Otto [I] & his [first/second] wife had four children: 

d)         OTTO [II] (-[1286/87]).  "Graf Otto von Eberstein…und seine Söhne Otto, Wolfram und Heinrich" confirmed the property of Kloster Herrenalb by charter dated Feb 1270[1498].  "Otto nobilis de Eberstein senior" sold revenue from property at Oewesheim to Speyer cathedral "per manus filiorum nostrorum Ottonis et Wolfelini militum ac Heinrici scolaris" by charter dated 1277[1499].  "Otthe von Eberstein" sold half "der Burge des alten Ebersteins" to "unser swester man Rudolfe dem Marchgrauen von Baden" by charter dated 1283[1500].  "Comes Otto de Eberstein sive de Polle" swore allegiance to "domino H. terre Hassie domino" by charter dated 8 Nov 1293[1501]m ELISABETH von Tübingen, daughter of KONRAD [I] Pfalzgraf von Tübingen & his wife Elisabeth von Hohenlohe (-after 14 May 1301).  “Elizabet von Tuwingen, die man och nennet von Eberstein” donated property to Kloster Kniebis, for the souls of “minez vater ainez Conraz und miner muter ainer Machtilt und minez wirtez einz Otten”, by charter dated 2 Feb 1294[1502].  “Elizabet Cunradi quondam palatini de Tuw. filia...quondam Ottonis de Eberstain relicta“ donated property to the church of Poltringen by charter dated 23 Jun 1299[1503]

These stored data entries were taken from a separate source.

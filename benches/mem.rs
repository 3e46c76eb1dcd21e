use criterion::{criterion_group, criterion_main, Criterion};
use vinyl_tree::{value::InternalValue, Mem, ValueType};

fn mem_get_upper_bound(c: &mut Criterion) {
    c.bench_function("mem get", |b| {
        let mem = Mem::new(0);

        for x in 0..1_000_000u64 {
            mem.insert(InternalValue::from_components(
                format!("abc_{x}").as_bytes(),
                vec![],
                0,
                ValueType::Value,
            ));
        }

        b.iter(|| mem.get(b"abc_500000", u64::MAX));
    });
}

fn mem_insert(c: &mut Criterion) {
    let mut group = c.benchmark_group("mem insert");

    group.bench_function("sequential keys", |b| {
        let mem = Mem::new(0);
        let mut x = 0u64;

        b.iter(|| {
            mem.insert(InternalValue::from_components(
                format!("abc_{x}").as_bytes(),
                vec![],
                x,
                ValueType::Value,
            ));
            x += 1;
        });
    });
}

criterion_group!(benches, mem_get_upper_bound, mem_insert);
criterion_main!(benches);
// Copyright (c) 2024-present, fjall-rs
// This source code is licensed under both the Apache 2.0 and MIT License
// (found in the LICENSE-* files in the repository)

use super::{page::Page, Run};
use crate::value::{InternalValue, SeqNo};
use std::sync::Arc;

/// A tiny 2-slot page cache local to one iterator.
///
/// Forward/backward scans mostly touch the current page and, at a page
/// boundary, the next/previous one - two slots cover that without needing a
/// shared cache lookup per item.
struct PageSlot {
    page_no: usize,
    page: Arc<Page>,
}

/// Iterates a single run's statements in key order, filtering out versions
/// not visible at a given sequence number.
///
/// Given a read snapshot `vlsn`, only the newest version of each key with
/// `seqno <= vlsn` is surfaced; older versions of the same key are skipped
/// unless the caller explicitly asks to see them via [`RunIter::seek_older`].
pub struct RunIter {
    run: Arc<Run>,
    vlsn: SeqNo,

    slots: Vec<PageSlot>,

    front_page_no: Option<usize>,
    front_item_idx: usize,
}

impl RunIter {
    /// Creates an iterator over the whole run, visible at `vlsn`.
    #[must_use]
    pub fn new(run: Arc<Run>, vlsn: SeqNo) -> Self {
        let page_count = run.page_count();

        Self {
            run,
            vlsn,
            slots: Vec::with_capacity(2),
            front_page_no: if page_count == 0 { None } else { Some(0) },
            front_item_idx: 0,
        }
    }

    /// Creates an iterator positioned at the first key `>= key`.
    ///
    /// # Errors
    ///
    /// Returns an error if reading the starting page fails.
    pub fn seek(run: Arc<Run>, vlsn: SeqNo, key: &[u8]) -> crate::Result<Self> {
        let mut iter = Self::new(run, vlsn);

        let Some(page_no) = iter.run.page_for_key(key) else {
            // Either out of bounds (before min_key, in which case start at
            // page 0) or the run is empty.
            if key < &*iter.run.meta.min_key {
                return Ok(iter);
            }

            iter.front_page_no = None;
            return Ok(iter);
        };

        iter.front_page_no = Some(page_no);

        let page = iter.load(page_no)?;
        iter.front_item_idx = page
            .items
            .partition_point(|item| &*item.key.user_key < key);

        if iter.front_item_idx >= page.items.len() {
            iter.front_page_no = Some(page_no + 1);
            iter.front_item_idx = 0;
        }

        Ok(iter)
    }

    fn load(&mut self, page_no: usize) -> crate::Result<Arc<Page>> {
        if let Some(slot) = self.slots.iter().find(|slot| slot.page_no == page_no) {
            return Ok(slot.page.clone());
        }

        let page = Arc::new(self.run.read_page(page_no)?);

        if self.slots.len() >= 2 {
            self.slots.remove(0);
        }
        self.slots.push(PageSlot {
            page_no,
            page: page.clone(),
        });

        Ok(page)
    }

    /// Returns the next statement visible at `vlsn`, skipping older duplicate
    /// versions of the same key.
    ///
    /// # Errors
    ///
    /// Returns an error if reading a page fails or its checksum is invalid.
    pub fn next(&mut self) -> crate::Result<Option<InternalValue>> {
        loop {
            let Some(page_no) = self.front_page_no else {
                return Ok(None);
            };

            let page = self.load(page_no)?;

            if self.front_item_idx >= page.items.len() {
                self.front_page_no = Some(page_no + 1);
                self.front_item_idx = 0;

                if Some(page_no + 1) >= Some(self.run.page_count()) {
                    self.front_page_no = None;
                }

                continue;
            }

            let item = page
                .items
                .get(self.front_item_idx)
                .expect("index checked above")
                .clone();
            self.front_item_idx += 1;

            if item.key.seqno > self.vlsn {
                // Not visible yet at this read snapshot - skip it, but also
                // skip any further (older) versions of the same key so we
                // surface at most one version per key per call to `next`.
                continue;
            }

            self.skip_older_versions_of(&item.key.user_key, page_no)?;

            return Ok(Some(item));
        }
    }

    fn skip_older_versions_of(&mut self, key: &[u8], mut page_no: usize) -> crate::Result<()> {
        loop {
            let page = self.load(page_no)?;

            while self.front_item_idx < page.items.len() {
                #[allow(clippy::indexing_slicing)]
                let next = &page.items[self.front_item_idx];

                if &*next.key.user_key != key {
                    return Ok(());
                }

                self.front_item_idx += 1;
            }

            page_no += 1;
            self.front_page_no = Some(page_no);
            self.front_item_idx = 0;

            if page_no >= self.run.page_count() {
                self.front_page_no = None;
                return Ok(());
            }
        }
    }
}

#[cfg(test)]
mod tests {
    use super::*;
    use crate::{descriptor_table::FileDescriptorTable, run::RunWriter, CompressionType, ValueType};
    use test_log::test;

    fn build_run(dir: &std::path::Path, name: &str, items: &[(&str, SeqNo, &str)]) -> Arc<Run> {
        let path = dir.join(name);
        let file = std::fs::File::create(&path).unwrap();
        let mut writer = RunWriter::new(file, 64, CompressionType::None);

        for (key, seqno, value) in items {
            writer
                .write(InternalValue::from_components(
                    key.as_bytes().to_vec(),
                    value.as_bytes().to_vec(),
                    *seqno,
                    ValueType::Value,
                ))
                .unwrap();
        }
        writer.finish().unwrap();

        let descriptor_table = Arc::new(FileDescriptorTable::new(16, 1));
        Arc::new(Run::recover(&path, 1, 1, descriptor_table).unwrap())
    }

    #[test]
    fn run_iter_mvcc_skips_older_versions() {
        let dir = tempfile::tempdir().unwrap();
        let run = build_run(
            dir.path(),
            "1.1.run",
            &[("a", 0, "a0"), ("a", 1, "a1"), ("b", 0, "b0")],
        );

        let mut iter = RunIter::new(run, SeqNo::MAX);

        let first = iter.next().unwrap().unwrap();
        assert_eq!(&*first.key.user_key, b"a");
        assert_eq!(&*first.value, b"a1");

        let second = iter.next().unwrap().unwrap();
        assert_eq!(&*second.key.user_key, b"b");

        assert!(iter.next().unwrap().is_none());
    }

    #[test]
    fn run_iter_seek_mid_run() {
        let dir = tempfile::tempdir().unwrap();

        let items: Vec<(&str, SeqNo, &str)> =
            vec![("a", 0, "a"), ("b", 0, "b"), ("c", 0, "c"), ("d", 0, "d")];
        let run = build_run(dir.path(), "1.1.run", &items);

        let mut iter = RunIter::seek(run, SeqNo::MAX, b"c").unwrap();
        let item = iter.next().unwrap().unwrap();
        assert_eq!(&*item.key.user_key, b"c");
    }
}
// Copyright (c) 2024-present, fjall-rs
// This source code is licensed under both the Apache 2.0 and MIT License
// (found in the LICENSE-* files in the repository)

use crate::{value::InternalValue, Result, UserValue, ValueType};

/// Host-supplied logic for applying and squashing UPSERT update programs.
///
/// The engine core treats an UPSERT's base tuple and update program as opaque
/// byte strings - it does not know how tuples are encoded. A host embeds the
/// engine by implementing this trait with its own tuple format.
pub trait UpsertMerge: Send + Sync {
    /// Applies `ops` onto `old`, falling back to `base` if `old` is `None`.
    ///
    /// `old` is the existing tuple's full value, if one exists.
    /// `base` is the UPSERT's carried base tuple, used when no prior tuple exists.
    fn merge(&self, old: Option<&[u8]>, base: &[u8], ops: &[u8]) -> Result<UserValue>;

    /// Attempts to combine two adjacent, not-yet-applied UPSERT update programs
    /// into a single one, without materializing a tuple.
    ///
    /// Returns `None` if the two programs cannot be squashed (e.g. because they
    /// touch overlapping fields in a way the host can't losslessly collapse),
    /// in which case the caller should apply `older_ops` eagerly instead.
    fn combine(&self, older_ops: &[u8], newer_ops: &[u8]) -> Option<UserValue>;
}

/// Resolves a newer UPSERT statement against the next older statement for the
/// same key, per the storage engine's read-time UPSERT squashing rules.
///
/// - If `old` is `None` or a tombstone, the update program is applied onto the
///   UPSERT's own base tuple.
/// - If `old` is a REPLACE, the update program is applied onto `old`'s value.
/// - If `old` is itself an UPSERT, an attempt is made to combine the two update
///   programs into one outstanding UPSERT without materializing a tuple; if the
///   host can't combine them, the newer UPSERT is resolved eagerly against its
///   own base tuple and `old` is left untouched for a later pass.
pub fn apply_upsert(
    executor: &dyn UpsertMerge,
    new_upsert: &InternalValue,
    old: Option<&InternalValue>,
) -> Result<InternalValue> {
    debug_assert_eq!(new_upsert.key.value_type, ValueType::Upsert);

    let ops = new_upsert.ops.as_deref().unwrap_or(&[]);

    match old {
        None => {
            let value = executor.merge(None, &new_upsert.value, ops)?;
            Ok(InternalValue::from_components(
                new_upsert.key.user_key.clone(),
                value,
                new_upsert.key.seqno,
                ValueType::Value,
            ))
        }
        Some(old) if old.is_tombstone() => {
            let value = executor.merge(None, &new_upsert.value, ops)?;
            Ok(InternalValue::from_components(
                new_upsert.key.user_key.clone(),
                value,
                new_upsert.key.seqno,
                ValueType::Value,
            ))
        }
        Some(old) if old.key.value_type == ValueType::Upsert => {
            let older_ops = old.ops.as_deref().unwrap_or(&[]);

            if let Some(combined) = executor.combine(older_ops, ops) {
                Ok(InternalValue::new_upsert(
                    new_upsert.key.user_key.clone(),
                    old.value.clone(),
                    combined,
                    new_upsert.key.seqno,
                ))
            } else {
                // Can't losslessly squash - resolve the newer UPSERT eagerly
                // against its own base tuple, leaving `old` for a later pass.
                let value = executor.merge(None, &new_upsert.value, ops)?;
                Ok(InternalValue::from_components(
                    new_upsert.key.user_key.clone(),
                    value,
                    new_upsert.key.seqno,
                    ValueType::Value,
                ))
            }
        }
        Some(old) => {
            let value = executor.merge(Some(&old.value), &new_upsert.value, ops)?;
            Ok(InternalValue::from_components(
                new_upsert.key.user_key.clone(),
                value,
                new_upsert.key.seqno,
                ValueType::Value,
            ))
        }
    }
}

#[cfg(test)]
mod tests {
    use super::*;
    use test_log::test;

    /// Toy executor: tuples are little-endian i64 counters, `ops` is a
    /// single little-endian i64 delta to add.
    struct SumMerge;

    fn decode(bytes: &[u8]) -> i64 {
        let mut buf = [0; 8];
        buf.copy_from_slice(bytes);
        i64::from_le_bytes(buf)
    }

    impl UpsertMerge for SumMerge {
        fn merge(&self, old: Option<&[u8]>, base: &[u8], ops: &[u8]) -> Result<UserValue> {
            let start = old.map_or_else(|| decode(base), decode);
            let delta = decode(ops);
            Ok(UserValue::from((start + delta).to_le_bytes().as_slice()))
        }

        fn combine(&self, older_ops: &[u8], newer_ops: &[u8]) -> Option<UserValue> {
            let sum = decode(older_ops) + decode(newer_ops);
            Some(UserValue::from(sum.to_le_bytes().as_slice()))
        }
    }

    fn upsert(key: &str, base: i64, ops: i64, seqno: u64) -> InternalValue {
        InternalValue::new_upsert(
            key,
            base.to_le_bytes().as_slice(),
            ops.to_le_bytes().as_slice(),
            seqno,
        )
    }

    #[test]
    fn upsert_no_old_value() -> crate::Result<()> {
        let new = upsert("a", 10, 5, 1);
        let result = apply_upsert(&SumMerge, &new, None)?;
        assert_eq!(ValueType::Value, result.key.value_type);
        assert_eq!(15, decode(&result.value));
        Ok(())
    }

    #[test]
    fn upsert_over_tombstone() -> crate::Result<()> {
        let old = InternalValue::new_tombstone("a", 0);
        let new = upsert("a", 10, 5, 1);
        let result = apply_upsert(&SumMerge, &new, Some(&old))?;
        assert_eq!(15, decode(&result.value));
        Ok(())
    }

    #[test]
    fn upsert_over_value() -> crate::Result<()> {
        let old =
            InternalValue::from_components("a", 100i64.to_le_bytes().as_slice(), 0, ValueType::Value);
        let new = upsert("a", 10, 5, 1);
        let result = apply_upsert(&SumMerge, &new, Some(&old))?;
        assert_eq!(105, decode(&result.value));
        Ok(())
    }

    #[test]
    fn upsert_combines_with_older_upsert() -> crate::Result<()> {
        let old = upsert("a", 10, 3, 0);
        let new = upsert("a", 10, 5, 1);
        let result = apply_upsert(&SumMerge, &new, Some(&old))?;
        assert_eq!(ValueType::Upsert, result.key.value_type);
        assert_eq!(8, decode(result.ops.as_deref().expect("has ops")));
        Ok(())
    }
}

e)         WOLFRAD (-after 1284).  "Graf Otto von Eberstein…und seine Söhne Otto, Wolfram und Heinrich" confirmed the property of Kloster Herrenalb by charter dated Feb 1270[1504].  "Otto nobilis de Eberstein senior" sold revenue from property at Oewesheim to Speyer cathedral "per manus filiorum nostrorum Ottonis et Wolfelini militum ac Heinrici scolaris" by charter dated 1277[1505]m as her first husband, KUNIGUNDE von Wertheim, daughter of BOPPO [IV] Graf von Wertheim & his wife Mechtild von Eppstein.  Her parentage and first marriage are confirmed by the charter dated Jun 1283 under which "Mechtildis relicta quondam Bopponis comitis de Wertheim" sold property in Waldenhausen to Kloster Brombach, with the consent of "Wolfradi de Eberstein generi mei et filiarum mearum"[1506].  She married secondly Heinrich [II] Graf von Henneberg.  "Cunegundis…comitissa relicta domini Heynrici pie memorie quondam comitis de Hennenberg domini in Hartenberg" donated property to Kloster Vessra, with the consent of "comitis Bopponis nati nostri, Rytze nurus nostre…Bertoldi comitis de Hennenberg senioris et Heynrici eiusdem primogeniti patruorum nostrorum", by charter dated 7 Jul 1329[1507]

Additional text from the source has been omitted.